> YOUR OBJECTIVE: Report all lines from the entries below in which "String" appears.

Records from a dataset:
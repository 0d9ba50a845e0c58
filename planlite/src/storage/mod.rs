// Copyright (c) 2024-2025 DeepGraph Inc.
// SPDX-License-Identifier: Apache-2.0
//
//! Table interfaces consumed by the optimizer
//!
//! This module provides:
//! - Value and row types
//! - The `Table` trait every table-scan node refers to
//! - Optional capabilities a table may expose: predicate acceptance,
//!   column projection and index addressing
//! - An in-memory table implementing all three capabilities
//!
//! Capabilities are discovered through the `as_*` accessors on `Table`; a
//! table that does not override an accessor simply lacks the capability.

pub mod indexes;
pub mod memory;
pub mod types;

pub use indexes::{IndexDef, IndexLookup, LookupRange, RangeBound};
pub use memory::MemoryTable;
pub use types::{Row, TableError, Value};

use std::fmt;
use std::ops::Deref;
use std::sync::Arc;

use crate::ast::Expression;
use crate::schema::Schema;

/// A table as seen by the planner
pub trait Table: fmt::Debug + Send + Sync {
    /// Base table name
    fn name(&self) -> &str;

    /// Columns this table produces, owned by `name()`
    fn schema(&self) -> Schema;

    /// Produce all rows. Used by executors, never by optimizer passes.
    fn scan(&self) -> Result<Vec<Row>, TableError>;

    fn as_filtered(&self) -> Option<&dyn FilteredTable> {
        None
    }

    fn as_projected(&self) -> Option<&dyn ProjectedTable> {
        None
    }

    fn as_index_addressable(&self) -> Option<&dyn IndexAddressableTable> {
        None
    }
}

/// Predicate-acceptance capability
pub trait FilteredTable {
    /// The subset of `filters` this table can enforce itself. Filters are
    /// qualified with the base table name.
    fn handled_filters(&self, filters: &[Expression]) -> Vec<Expression>;

    /// A new table value with `filters` installed. Column indexes in
    /// `filters` are fixed against this table's schema.
    fn with_filters(&self, filters: Vec<Expression>) -> Result<TableHandle, TableError>;
}

/// Column-projection capability
pub trait ProjectedTable {
    /// A new table value producing only `columns`
    fn with_projection(&self, columns: &[String]) -> Result<TableHandle, TableError>;

    /// The projection currently installed, if any
    fn projection(&self) -> Option<Vec<String>>;
}

/// Index-addressability capability
pub trait IndexAddressableTable {
    fn indexes(&self) -> Vec<IndexDef>;

    /// A new table value that only produces the rows selected by `lookup`
    fn with_index_lookup(&self, lookup: &IndexLookup) -> Result<TableHandle, TableError>;
}

/// Shared, immutable reference to a table implementation. Two handles are
/// equal when they point at the same table value.
#[derive(Clone)]
pub struct TableHandle(Arc<dyn Table>);

impl TableHandle {
    pub fn new<T: Table + 'static>(table: T) -> Self {
        TableHandle(Arc::new(table))
    }

    pub fn from_arc(table: Arc<dyn Table>) -> Self {
        TableHandle(table)
    }
}

impl Deref for TableHandle {
    type Target = dyn Table;

    fn deref(&self) -> &Self::Target {
        self.0.as_ref()
    }
}

impl PartialEq for TableHandle {
    fn eq(&self, other: &Self) -> bool {
        Arc::ptr_eq(&self.0, &other.0)
    }
}

impl fmt::Debug for TableHandle {
    fn fmt(&self, f: &mut fmt::Formatter<'_>) -> fmt::Result {
        self.0.fmt(f)
    }
}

> TASK RESPONSE:
    fn with_projection(&self, columns: &[String]) -> Result<TableHandle, TableError>;
    fn projection(&self) -> Option<Vec<String>>;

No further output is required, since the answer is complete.